The Who have just embarked on the second leg of a world tour. The live band has expanded to a six-piece - Townshend's brother Simon on second guitar, Pino Palladino on bass, John 'Rabbit' Bundrick on keyboards and Zak Starkey on drums - and nothing has pleased Townshend more than the reaction to recent shows from younger musicians. The Fratellis and Oasis enthused backstage, but approval from Paul Weller meant the most. 'If that cynical guy thinks it's OK ...' Townshend reasons. 'He was always very stern with me. You know, "Don't go back, don't ever go back, you're going back, I would never go back ..." I would just say, "Listen, I don't know if I could ever do what I did again." I sit and look at "My Generation" and "Won't Get Fooled Again" and I think, "How can I do that again?"'

You mean, you felt you can never better that?

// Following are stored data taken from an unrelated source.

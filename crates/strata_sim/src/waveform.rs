//! Waveform recording.
//!
//! The kernel talks to a [`WaveformRecorder`]; [`VcdRecorder`] writes the
//! IEEE 1364 value change dump text format. Several changes of one signal
//! inside a tick (delta glitches) are all emitted under the same `#time`
//! marker, so viewers show the settled value.
//!
//! VCD cannot declare variables once `$enddefinitions` is written. Signals
//! registered after that point are accepted but not traced.

use std::collections::HashMap;
use std::io::Write;

use strata_common::Value;
use strata_ir::SignalId;

use crate::error::SimError;

/// Width used to dump unsized integer signals.
pub const INT_DUMP_WIDTH: u32 = 64;

/// Sink for the signal changes of one run.
pub trait WaveformRecorder {
    /// Declares a signal inside the open scope.
    fn register_signal(&mut self, id: SignalId, name: &str, width: u32) -> Result<(), SimError>;

    /// Opens a hierarchy level.
    fn begin_scope(&mut self, name: &str) -> Result<(), SimError>;

    /// Closes the innermost hierarchy level.
    fn end_scope(&mut self) -> Result<(), SimError>;

    /// Records the committed value of `id` at tick `time`.
    fn record_change(&mut self, time: u64, id: SignalId, value: &Value) -> Result<(), SimError>;

    /// Flushes buffered output.
    fn finalize(&mut self) -> Result<(), SimError>;
}

#[derive(Clone, Copy, PartialEq, Eq)]
enum Section {
    Empty,
    Definitions,
    Changes,
}

struct VcdVar {
    /// `None` for signals registered after the definitions were closed.
    code: Option<String>,
    width: u32,
    last: Option<String>,
}

/// Value change dump writer.
pub struct VcdRecorder<W: Write> {
    out: W,
    timescale: String,
    vars: HashMap<SignalId, VcdVar>,
    section: Section,
    time: Option<u64>,
}

impl<W: Write> VcdRecorder<W> {
    /// A recorder declaring a `1ns` timescale.
    pub fn new(out: W) -> Self {
        Self::with_timescale(out, "1ns")
    }

    /// A recorder declaring `timescale`, e.g. `"10ps"`.
    pub fn with_timescale(out: W, timescale: impl Into<String>) -> Self {
        Self {
            out,
            timescale: timescale.into(),
            vars: HashMap::new(),
            section: Section::Empty,
            time: None,
        }
    }

    /// Returns the underlying writer.
    pub fn into_inner(self) -> W {
        self.out
    }

    fn open_header(&mut self) -> Result<(), SimError> {
        if self.section == Section::Empty {
            self.section = Section::Definitions;
            writeln!(self.out, "$version Strata simulator $end")?;
            writeln!(self.out, "$timescale {} $end", self.timescale)?;
        }
        Ok(())
    }

    fn close_header(&mut self) -> Result<(), SimError> {
        self.open_header()?;
        if self.section == Section::Definitions {
            self.section = Section::Changes;
            writeln!(self.out, "$enddefinitions $end")?;
        }
        Ok(())
    }
}

/// Short identifier for the `index`-th variable: base 94 over the printable
/// ASCII range `!`..=`~`.
fn id_code(mut index: usize) -> String {
    let mut code = String::new();
    loop {
        code.push(char::from(b'!' + (index % 94) as u8));
        index /= 94;
        if index == 0 {
            return code;
        }
        index -= 1;
    }
}

/// VCD value text without the identifier: `0`/`1`/`z` for scalars,
/// `b...` for vectors.
fn vcd_value(value: &Value, width: u32) -> String {
    let digits: String = match value {
        Value::Bool(b) => if *b { "1" } else { "0" }.to_string(),
        Value::Bits(bv) => (0..bv.width())
            .rev()
            .map(|i| if bv.get(i) { '1' } else { '0' })
            .collect(),
        Value::Int(v) => format!("{:064b}", *v as u64),
        Value::HighZ(w) => "z".repeat((*w).max(1) as usize),
    };
    if width == 1 {
        digits
    } else {
        format!("b{digits}")
    }
}

impl<W: Write> WaveformRecorder for VcdRecorder<W> {
    fn register_signal(&mut self, id: SignalId, name: &str, width: u32) -> Result<(), SimError> {
        let code = if self.section == Section::Changes {
            tracing::warn!(signal = name, "signal created after the waveform header is not traced");
            None
        } else {
            self.open_header()?;
            let code = id_code(self.vars.len());
            writeln!(self.out, "$var wire {width} {code} {name} $end")?;
            Some(code)
        };
        self.vars.insert(
            id,
            VcdVar {
                code,
                width,
                last: None,
            },
        );
        Ok(())
    }

    fn begin_scope(&mut self, name: &str) -> Result<(), SimError> {
        self.open_header()?;
        writeln!(self.out, "$scope module {name} $end")?;
        Ok(())
    }

    fn end_scope(&mut self) -> Result<(), SimError> {
        writeln!(self.out, "$upscope $end")?;
        Ok(())
    }

    fn record_change(&mut self, time: u64, id: SignalId, value: &Value) -> Result<(), SimError> {
        let var = self.vars.get(&id).ok_or_else(|| SimError::InvalidSignal {
            reason: format!("{id} was never registered with the waveform"),
        })?;
        if var.code.is_none() {
            return Ok(());
        }
        let text = vcd_value(value, var.width);
        if var.last.as_deref() == Some(text.as_str()) {
            return Ok(());
        }

        if self.time != Some(time) {
            self.close_header()?;
            writeln!(self.out, "#{time}")?;
            self.time = Some(time);
        }
        let Some(var) = self.vars.get_mut(&id) else {
            return Ok(());
        };
        let code = var.code.as_deref().unwrap_or_default();
        if var.width == 1 {
            writeln!(self.out, "{text}{code}")?;
        } else {
            writeln!(self.out, "{text} {code}")?;
        }
        var.last = Some(text);
        Ok(())
    }

    fn finalize(&mut self) -> Result<(), SimError> {
        self.close_header()?;
        self.out.flush()?;
        Ok(())
    }
}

'Yes, it was intuitive. And being intuitive is fucking difficult.'

I wondered how it was possible that the Who today looks less old than it did 20 years ago. 'Yes, something has happened,' Townshend says. 'People don't mind if you're old, as long as you're content. What's unbearable is somebody who's old and won't let the past go.'

I had first met Townshend in 1985, not long after he had begun working at the publishers Faber & Faber. He helped me with a book I was writing about exploitation in the music industry. The Who had signed some disastrous early deals, and Townshend told me one reason for this: 'Every major contract that I've signed, I think, has been done in a dressing room, or I've signed it when I was drunk ... Can you imagine actually trying to sit down in the middle of a tour and explain a very complex bit of tax law to somebody as stoned as Keith and I used to be most of the time, or as thick as Roger used to make himself out to be?'

He says he went to work at Faber because he 'needed some dignity'. He liked the idea of regular employment without pressure to deliver solo albums to a shrugging audience, and he offered a creative service to writers and photographers who wanted to tell their stories. His job coincided with the longest fallow period of the Who, from 1982-89, a period in which Townshend told everyone the group was no longer relevant. 'There were two real reasons I stopped the band when I did,' he says. 'One was that I blamed the rock industry for the death of Keith, of Brian Jones, of Jimi, for the death of 11 kids at Cincinnati at one of our shows. I felt that we hadn't looked after our own, and there was something wrong with our business.

'But I also felt we'd worn out the form. Punk had shaken everything, but what followed was computers and Linn drums and Heaven 17 and Scritti Politti. Interesting music, but quite manufactured and complex, and much less of the blood. I felt that my role in that world was over. And I would get these regular visits from Roger saying, "I want to do this, I want to do that," and I would say, "Listen, it's over. Fuck off." Well, I wouldn't say fuck off, but "I'm not your man". Watching him pretending to be who he was ... it was all just pathetic. I had very little sympathy for him. I thought he should really go back and be a builder. A woman said to me the other day, "But he couldn't let it go." I said, "Well, why not?" "Because he was fucking gorgeous!" I said, "Is that really what it's all about?" and she said, "There aren't very many gorgeous men in the world."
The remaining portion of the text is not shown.